-- Opening Marker --

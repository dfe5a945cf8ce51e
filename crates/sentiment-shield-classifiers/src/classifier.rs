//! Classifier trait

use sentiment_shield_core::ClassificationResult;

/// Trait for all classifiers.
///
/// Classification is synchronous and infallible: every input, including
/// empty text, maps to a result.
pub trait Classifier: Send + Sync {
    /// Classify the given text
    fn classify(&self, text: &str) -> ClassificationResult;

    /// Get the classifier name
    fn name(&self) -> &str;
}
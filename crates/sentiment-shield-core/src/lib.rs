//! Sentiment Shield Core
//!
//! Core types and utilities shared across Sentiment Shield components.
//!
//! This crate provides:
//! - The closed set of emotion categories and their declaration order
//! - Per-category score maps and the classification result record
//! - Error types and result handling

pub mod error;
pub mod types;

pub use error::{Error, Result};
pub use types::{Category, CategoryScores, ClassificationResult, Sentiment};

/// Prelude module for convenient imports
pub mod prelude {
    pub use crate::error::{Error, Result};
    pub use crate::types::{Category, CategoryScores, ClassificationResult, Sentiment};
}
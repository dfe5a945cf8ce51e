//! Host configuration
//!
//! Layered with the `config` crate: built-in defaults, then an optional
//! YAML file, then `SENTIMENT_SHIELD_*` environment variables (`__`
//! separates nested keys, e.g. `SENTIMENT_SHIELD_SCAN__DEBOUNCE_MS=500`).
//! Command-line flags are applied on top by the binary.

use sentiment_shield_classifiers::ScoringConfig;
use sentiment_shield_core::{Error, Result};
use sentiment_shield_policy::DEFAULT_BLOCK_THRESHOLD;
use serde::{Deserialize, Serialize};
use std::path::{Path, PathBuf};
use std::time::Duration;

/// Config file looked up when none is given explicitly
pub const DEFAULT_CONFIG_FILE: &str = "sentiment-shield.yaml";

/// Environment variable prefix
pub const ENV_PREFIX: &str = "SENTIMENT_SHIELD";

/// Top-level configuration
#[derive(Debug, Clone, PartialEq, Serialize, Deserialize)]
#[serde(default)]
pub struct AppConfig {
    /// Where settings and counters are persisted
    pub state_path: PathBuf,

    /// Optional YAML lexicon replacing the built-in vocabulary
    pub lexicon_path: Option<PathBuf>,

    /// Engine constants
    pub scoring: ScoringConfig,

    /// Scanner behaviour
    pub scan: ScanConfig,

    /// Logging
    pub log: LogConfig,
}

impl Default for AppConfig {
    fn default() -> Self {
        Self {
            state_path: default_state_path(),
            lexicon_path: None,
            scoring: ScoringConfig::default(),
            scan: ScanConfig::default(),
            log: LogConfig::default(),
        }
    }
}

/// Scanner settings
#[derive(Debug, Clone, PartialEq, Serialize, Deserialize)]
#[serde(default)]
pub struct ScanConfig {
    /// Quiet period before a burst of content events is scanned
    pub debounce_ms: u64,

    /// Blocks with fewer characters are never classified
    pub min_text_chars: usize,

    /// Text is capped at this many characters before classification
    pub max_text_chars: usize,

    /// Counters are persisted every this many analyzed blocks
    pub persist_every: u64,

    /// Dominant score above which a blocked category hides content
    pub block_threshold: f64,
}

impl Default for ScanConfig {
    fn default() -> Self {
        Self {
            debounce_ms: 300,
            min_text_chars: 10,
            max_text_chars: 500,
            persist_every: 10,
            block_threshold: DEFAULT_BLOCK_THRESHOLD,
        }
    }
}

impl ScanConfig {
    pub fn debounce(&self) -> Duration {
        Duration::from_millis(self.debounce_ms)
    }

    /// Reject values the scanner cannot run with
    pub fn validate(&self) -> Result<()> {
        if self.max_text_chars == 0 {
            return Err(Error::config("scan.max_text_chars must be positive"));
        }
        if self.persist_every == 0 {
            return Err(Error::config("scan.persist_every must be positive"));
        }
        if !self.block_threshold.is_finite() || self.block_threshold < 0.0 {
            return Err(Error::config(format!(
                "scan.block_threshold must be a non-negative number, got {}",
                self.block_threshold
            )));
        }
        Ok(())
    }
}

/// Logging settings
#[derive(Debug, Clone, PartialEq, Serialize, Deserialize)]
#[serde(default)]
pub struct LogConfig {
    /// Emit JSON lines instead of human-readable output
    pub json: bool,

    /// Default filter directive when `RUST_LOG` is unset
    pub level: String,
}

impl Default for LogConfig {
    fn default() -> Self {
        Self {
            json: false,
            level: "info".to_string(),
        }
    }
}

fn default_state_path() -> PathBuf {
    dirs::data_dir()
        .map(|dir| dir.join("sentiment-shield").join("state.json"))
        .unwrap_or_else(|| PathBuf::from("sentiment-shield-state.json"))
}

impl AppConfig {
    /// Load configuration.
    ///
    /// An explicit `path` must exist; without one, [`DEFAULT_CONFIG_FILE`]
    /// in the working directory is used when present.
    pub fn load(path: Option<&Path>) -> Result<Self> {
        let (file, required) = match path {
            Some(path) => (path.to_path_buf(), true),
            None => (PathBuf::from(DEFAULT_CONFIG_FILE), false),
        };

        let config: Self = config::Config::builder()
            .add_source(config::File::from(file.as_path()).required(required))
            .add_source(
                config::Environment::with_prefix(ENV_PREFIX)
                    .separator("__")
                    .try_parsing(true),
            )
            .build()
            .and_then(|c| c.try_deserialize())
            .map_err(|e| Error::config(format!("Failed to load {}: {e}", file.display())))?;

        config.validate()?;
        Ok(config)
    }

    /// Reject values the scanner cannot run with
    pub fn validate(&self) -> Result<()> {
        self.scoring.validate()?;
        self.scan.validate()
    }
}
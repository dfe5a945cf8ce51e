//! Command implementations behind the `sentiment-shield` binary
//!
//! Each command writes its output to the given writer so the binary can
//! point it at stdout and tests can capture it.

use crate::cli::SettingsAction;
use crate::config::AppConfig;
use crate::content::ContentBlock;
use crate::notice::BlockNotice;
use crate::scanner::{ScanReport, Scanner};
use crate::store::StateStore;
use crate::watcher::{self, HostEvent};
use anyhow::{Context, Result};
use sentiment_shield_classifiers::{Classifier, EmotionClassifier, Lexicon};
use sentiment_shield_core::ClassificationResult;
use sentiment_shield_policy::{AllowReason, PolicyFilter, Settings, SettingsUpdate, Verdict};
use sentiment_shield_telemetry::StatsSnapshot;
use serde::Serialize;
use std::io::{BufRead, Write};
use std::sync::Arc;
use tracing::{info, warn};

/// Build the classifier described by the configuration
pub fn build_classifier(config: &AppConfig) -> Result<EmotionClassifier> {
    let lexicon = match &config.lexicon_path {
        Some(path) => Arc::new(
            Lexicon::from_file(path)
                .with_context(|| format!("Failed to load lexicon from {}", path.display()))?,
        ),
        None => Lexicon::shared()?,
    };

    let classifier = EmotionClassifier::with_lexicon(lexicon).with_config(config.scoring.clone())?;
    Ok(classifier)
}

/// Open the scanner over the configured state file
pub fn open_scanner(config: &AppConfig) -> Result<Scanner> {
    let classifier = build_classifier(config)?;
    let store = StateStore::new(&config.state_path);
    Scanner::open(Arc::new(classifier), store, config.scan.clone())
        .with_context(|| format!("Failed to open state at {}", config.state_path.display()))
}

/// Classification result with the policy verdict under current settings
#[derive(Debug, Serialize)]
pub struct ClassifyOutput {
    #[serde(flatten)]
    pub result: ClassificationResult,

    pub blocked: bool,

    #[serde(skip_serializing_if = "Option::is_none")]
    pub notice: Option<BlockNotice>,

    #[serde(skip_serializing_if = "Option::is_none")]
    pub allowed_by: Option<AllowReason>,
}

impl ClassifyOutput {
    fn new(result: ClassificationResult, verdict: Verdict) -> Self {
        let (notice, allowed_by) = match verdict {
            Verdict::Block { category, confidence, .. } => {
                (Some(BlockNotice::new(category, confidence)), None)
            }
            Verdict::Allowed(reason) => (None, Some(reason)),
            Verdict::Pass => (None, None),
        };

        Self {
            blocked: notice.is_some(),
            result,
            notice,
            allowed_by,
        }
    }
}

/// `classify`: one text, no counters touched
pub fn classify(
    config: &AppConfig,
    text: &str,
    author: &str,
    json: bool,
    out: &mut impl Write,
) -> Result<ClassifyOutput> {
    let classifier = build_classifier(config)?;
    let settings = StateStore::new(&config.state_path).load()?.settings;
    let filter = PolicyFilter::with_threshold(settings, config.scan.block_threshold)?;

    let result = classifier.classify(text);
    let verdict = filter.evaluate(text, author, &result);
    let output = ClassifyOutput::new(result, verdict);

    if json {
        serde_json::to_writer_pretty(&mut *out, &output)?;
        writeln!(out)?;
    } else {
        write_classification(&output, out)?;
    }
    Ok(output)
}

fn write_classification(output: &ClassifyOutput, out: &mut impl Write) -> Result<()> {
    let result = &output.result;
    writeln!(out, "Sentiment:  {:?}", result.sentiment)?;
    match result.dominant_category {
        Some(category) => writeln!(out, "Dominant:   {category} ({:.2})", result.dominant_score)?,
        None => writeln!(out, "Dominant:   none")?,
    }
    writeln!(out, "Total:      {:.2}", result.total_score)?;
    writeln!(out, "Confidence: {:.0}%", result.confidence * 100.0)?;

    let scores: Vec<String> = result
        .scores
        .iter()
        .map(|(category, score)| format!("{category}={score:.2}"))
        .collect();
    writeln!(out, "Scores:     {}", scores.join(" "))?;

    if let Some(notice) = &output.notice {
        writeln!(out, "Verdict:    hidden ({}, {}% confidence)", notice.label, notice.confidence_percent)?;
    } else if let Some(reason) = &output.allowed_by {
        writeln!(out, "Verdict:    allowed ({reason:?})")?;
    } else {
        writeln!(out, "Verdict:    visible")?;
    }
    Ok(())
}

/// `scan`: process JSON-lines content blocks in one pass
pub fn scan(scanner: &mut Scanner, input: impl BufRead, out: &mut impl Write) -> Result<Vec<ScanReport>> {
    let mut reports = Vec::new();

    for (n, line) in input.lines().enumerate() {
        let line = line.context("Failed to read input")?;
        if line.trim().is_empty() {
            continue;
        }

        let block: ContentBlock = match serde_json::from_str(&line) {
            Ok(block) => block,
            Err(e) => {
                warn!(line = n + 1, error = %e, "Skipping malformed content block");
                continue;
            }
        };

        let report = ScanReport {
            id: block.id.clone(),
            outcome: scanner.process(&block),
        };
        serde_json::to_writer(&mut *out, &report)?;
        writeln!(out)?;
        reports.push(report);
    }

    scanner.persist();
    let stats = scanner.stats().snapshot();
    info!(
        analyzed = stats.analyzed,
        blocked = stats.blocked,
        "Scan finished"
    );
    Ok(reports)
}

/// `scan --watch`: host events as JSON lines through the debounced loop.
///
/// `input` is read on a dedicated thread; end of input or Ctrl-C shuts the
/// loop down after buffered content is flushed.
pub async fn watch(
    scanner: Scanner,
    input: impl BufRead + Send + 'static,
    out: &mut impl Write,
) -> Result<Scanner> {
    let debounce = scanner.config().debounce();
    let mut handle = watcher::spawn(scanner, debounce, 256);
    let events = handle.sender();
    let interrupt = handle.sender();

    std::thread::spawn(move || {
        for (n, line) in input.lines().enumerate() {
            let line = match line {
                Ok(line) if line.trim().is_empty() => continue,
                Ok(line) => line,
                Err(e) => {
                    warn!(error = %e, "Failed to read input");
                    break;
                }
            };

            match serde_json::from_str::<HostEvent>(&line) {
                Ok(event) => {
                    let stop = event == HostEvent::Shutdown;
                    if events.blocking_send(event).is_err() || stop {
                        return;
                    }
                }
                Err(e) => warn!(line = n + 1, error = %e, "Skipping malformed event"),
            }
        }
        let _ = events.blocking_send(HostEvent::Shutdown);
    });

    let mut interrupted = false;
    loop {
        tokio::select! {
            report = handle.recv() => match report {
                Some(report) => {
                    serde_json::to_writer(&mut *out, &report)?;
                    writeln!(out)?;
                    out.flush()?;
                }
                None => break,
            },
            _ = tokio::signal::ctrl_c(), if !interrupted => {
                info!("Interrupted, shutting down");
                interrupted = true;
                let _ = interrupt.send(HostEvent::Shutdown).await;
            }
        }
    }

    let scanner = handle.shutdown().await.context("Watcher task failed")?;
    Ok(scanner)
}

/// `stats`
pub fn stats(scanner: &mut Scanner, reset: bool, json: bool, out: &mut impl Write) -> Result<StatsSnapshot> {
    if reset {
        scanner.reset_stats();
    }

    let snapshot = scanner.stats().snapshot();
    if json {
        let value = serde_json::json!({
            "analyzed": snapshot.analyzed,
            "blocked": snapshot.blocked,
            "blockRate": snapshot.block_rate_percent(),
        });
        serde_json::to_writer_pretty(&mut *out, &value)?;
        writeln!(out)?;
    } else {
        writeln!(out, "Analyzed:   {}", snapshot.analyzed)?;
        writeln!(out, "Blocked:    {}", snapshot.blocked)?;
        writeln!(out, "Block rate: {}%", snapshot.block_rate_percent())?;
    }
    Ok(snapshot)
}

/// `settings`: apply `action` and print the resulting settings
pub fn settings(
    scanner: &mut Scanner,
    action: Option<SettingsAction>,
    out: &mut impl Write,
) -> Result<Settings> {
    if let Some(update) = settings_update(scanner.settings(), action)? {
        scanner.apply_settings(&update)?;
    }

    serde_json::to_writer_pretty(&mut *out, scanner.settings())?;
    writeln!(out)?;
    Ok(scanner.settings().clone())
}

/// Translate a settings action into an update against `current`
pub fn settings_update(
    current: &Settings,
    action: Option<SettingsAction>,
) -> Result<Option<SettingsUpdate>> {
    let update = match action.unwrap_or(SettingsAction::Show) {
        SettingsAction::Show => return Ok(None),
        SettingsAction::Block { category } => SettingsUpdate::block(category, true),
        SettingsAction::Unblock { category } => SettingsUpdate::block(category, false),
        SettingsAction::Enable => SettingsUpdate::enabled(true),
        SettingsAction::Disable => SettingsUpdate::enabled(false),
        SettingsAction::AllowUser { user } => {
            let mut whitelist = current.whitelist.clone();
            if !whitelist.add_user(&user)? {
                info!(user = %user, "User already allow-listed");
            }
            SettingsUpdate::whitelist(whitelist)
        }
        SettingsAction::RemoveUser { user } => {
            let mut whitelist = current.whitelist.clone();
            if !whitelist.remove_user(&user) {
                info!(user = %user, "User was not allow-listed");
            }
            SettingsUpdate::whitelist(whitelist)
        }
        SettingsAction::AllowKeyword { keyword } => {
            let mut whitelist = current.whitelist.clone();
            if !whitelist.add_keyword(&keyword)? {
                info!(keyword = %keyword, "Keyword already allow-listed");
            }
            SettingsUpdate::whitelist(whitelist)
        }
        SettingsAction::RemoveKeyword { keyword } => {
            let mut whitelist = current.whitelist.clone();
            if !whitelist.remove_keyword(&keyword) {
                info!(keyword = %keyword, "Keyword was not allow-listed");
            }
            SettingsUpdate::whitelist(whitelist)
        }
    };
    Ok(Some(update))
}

-- Closing Marker --

• _EXERCISE REQUIREMENTS_: If a line falls between the first line of the data above and the line holding "is given explicitly", inclusive, retype it exactly; retype no other line.

• _RESULT BELOW_:
repository dfe5a945cf8ce51e
filename crates/sentiment-shield-classifiers/src/classifier.rs
//! Classifier trait

use sentiment_shield_core::ClassificationResult;

/// Trait for all classifiers.
///
/// Classification is synchronous and infallible: every input, including
/// empty text, maps to a result.
pub trait Classifier: Send + Sync {
    /// Classify the given text
    fn classify(&self, text: &str) -> ClassificationResult;

    /// Get the classifier name
    fn name(&self) -> &str;
}
filename crates/sentiment-shield-core/src/lib.rs
//! Sentiment Shield Core
//!
//! Core types and utilities shared across Sentiment Shield components.
//!
//! This crate provides:
//! - The closed set of emotion categories and their declaration order
//! - Per-category score maps and the classification result record
//! - Error types and result handling

pub mod error;
pub mod types;

pub use error::{Error, Result};
pub use types::{Category, CategoryScores, ClassificationResult, Sentiment};

/// Prelude module for convenient imports
pub mod prelude {
    pub use crate::error::{Error, Result};
    pub use crate::types::{Category, CategoryScores, ClassificationResult, Sentiment};
}
repository dfe5a945cf8ce51e
//! Host configuration
//!
//! Layered with the `config` crate: built-in defaults, then an optional
//! YAML file, then `SENTIMENT_SHIELD_*` environment variables (`__`
//! separates nested keys, e.g. `SENTIMENT_SHIELD_SCAN__DEBOUNCE_MS=500`).
//! Command-line flags are applied on top by the binary.

use sentiment_shield_classifiers::ScoringConfig;
use sentiment_shield_core::{Error, Result};
use sentiment_shield_policy::DEFAULT_BLOCK_THRESHOLD;
use serde::{Deserialize, Serialize};
use std::path::{Path, PathBuf};
use std::time::Duration;

/// Config file looked up when none is given explicitly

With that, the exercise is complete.